Stored records:
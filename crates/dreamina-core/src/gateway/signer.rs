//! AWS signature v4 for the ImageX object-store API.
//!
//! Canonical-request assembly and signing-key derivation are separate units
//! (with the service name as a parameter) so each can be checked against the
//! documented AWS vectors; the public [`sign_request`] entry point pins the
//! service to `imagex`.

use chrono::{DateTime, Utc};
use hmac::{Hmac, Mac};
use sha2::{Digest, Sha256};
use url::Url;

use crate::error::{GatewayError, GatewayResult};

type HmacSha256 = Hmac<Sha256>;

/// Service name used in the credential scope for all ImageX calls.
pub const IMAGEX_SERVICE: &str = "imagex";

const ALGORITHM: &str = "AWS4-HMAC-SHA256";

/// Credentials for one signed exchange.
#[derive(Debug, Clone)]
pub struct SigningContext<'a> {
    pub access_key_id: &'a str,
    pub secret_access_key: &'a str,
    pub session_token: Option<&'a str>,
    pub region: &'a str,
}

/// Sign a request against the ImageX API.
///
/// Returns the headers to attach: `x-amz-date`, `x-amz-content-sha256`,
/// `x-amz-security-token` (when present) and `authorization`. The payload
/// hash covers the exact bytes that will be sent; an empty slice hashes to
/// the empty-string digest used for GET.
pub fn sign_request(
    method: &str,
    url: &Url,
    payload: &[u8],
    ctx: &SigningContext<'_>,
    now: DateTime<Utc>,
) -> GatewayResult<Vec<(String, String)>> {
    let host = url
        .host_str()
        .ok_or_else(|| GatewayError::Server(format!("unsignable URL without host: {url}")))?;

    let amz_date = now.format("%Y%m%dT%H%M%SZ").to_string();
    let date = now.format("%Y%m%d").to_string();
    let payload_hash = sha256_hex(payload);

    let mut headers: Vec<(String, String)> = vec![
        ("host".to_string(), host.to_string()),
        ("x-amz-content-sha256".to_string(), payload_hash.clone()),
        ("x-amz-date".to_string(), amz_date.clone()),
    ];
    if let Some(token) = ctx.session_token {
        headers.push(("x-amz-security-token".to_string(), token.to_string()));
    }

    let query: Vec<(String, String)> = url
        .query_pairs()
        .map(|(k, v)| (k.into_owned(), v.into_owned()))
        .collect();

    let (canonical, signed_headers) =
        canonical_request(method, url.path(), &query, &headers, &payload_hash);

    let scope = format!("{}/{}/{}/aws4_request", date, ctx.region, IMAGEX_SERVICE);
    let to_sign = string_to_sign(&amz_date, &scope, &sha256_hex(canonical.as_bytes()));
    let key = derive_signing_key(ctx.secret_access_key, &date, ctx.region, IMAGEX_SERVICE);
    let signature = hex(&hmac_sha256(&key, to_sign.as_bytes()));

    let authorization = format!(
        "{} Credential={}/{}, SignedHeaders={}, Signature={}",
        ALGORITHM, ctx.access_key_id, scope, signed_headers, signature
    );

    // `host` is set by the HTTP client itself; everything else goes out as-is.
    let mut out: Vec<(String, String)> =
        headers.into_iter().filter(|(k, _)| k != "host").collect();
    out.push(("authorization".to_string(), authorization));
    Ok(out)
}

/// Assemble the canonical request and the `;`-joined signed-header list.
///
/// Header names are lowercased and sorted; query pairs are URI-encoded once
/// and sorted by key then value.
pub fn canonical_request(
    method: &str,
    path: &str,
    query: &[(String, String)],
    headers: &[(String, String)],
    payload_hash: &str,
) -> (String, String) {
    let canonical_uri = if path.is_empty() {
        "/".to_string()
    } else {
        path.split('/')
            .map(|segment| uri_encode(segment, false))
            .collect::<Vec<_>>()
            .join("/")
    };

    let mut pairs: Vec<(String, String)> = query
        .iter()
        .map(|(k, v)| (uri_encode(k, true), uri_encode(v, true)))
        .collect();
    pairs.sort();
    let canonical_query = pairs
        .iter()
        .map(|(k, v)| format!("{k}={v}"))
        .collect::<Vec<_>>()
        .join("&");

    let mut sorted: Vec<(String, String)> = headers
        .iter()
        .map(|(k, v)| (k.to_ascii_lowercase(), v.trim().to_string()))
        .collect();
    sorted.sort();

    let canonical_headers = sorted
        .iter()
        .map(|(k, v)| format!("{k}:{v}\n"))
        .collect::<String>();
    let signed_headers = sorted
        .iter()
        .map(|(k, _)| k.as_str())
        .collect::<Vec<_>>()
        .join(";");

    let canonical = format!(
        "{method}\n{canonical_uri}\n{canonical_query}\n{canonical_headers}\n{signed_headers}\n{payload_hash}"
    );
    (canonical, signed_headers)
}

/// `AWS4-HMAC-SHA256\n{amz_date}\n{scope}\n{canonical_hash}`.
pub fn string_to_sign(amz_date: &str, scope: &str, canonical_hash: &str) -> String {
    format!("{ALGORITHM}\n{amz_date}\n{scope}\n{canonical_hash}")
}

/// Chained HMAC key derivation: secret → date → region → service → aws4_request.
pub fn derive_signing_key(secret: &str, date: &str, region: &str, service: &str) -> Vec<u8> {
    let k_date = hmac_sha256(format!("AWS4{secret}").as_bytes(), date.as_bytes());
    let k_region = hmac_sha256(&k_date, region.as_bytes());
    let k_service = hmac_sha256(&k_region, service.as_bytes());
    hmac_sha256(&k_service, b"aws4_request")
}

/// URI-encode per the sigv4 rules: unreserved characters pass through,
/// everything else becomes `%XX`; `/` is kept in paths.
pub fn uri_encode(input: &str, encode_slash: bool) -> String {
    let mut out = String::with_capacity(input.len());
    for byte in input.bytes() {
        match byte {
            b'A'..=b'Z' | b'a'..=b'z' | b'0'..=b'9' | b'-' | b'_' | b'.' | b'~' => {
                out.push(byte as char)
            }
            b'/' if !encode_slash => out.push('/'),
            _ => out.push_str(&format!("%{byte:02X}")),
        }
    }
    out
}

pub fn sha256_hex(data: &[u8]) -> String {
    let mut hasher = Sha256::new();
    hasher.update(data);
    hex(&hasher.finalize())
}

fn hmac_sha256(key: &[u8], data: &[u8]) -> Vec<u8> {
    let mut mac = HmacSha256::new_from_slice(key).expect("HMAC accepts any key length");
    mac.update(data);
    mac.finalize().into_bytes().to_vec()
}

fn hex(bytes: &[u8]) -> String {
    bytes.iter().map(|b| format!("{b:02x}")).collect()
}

● **PROMPT**
Copy each line of the records that has "ALGORITHM" in it.

● **RESULT FOR THIS TASK**
const ALGORITHM: &str = "AWS4-HMAC-SHA256";
        ALGORITHM, ctx.access_key_id, scope, signed_headers, signature
    format!("{ALGORITHM}\n{amz_date}\n{scope}\n{canonical_hash}")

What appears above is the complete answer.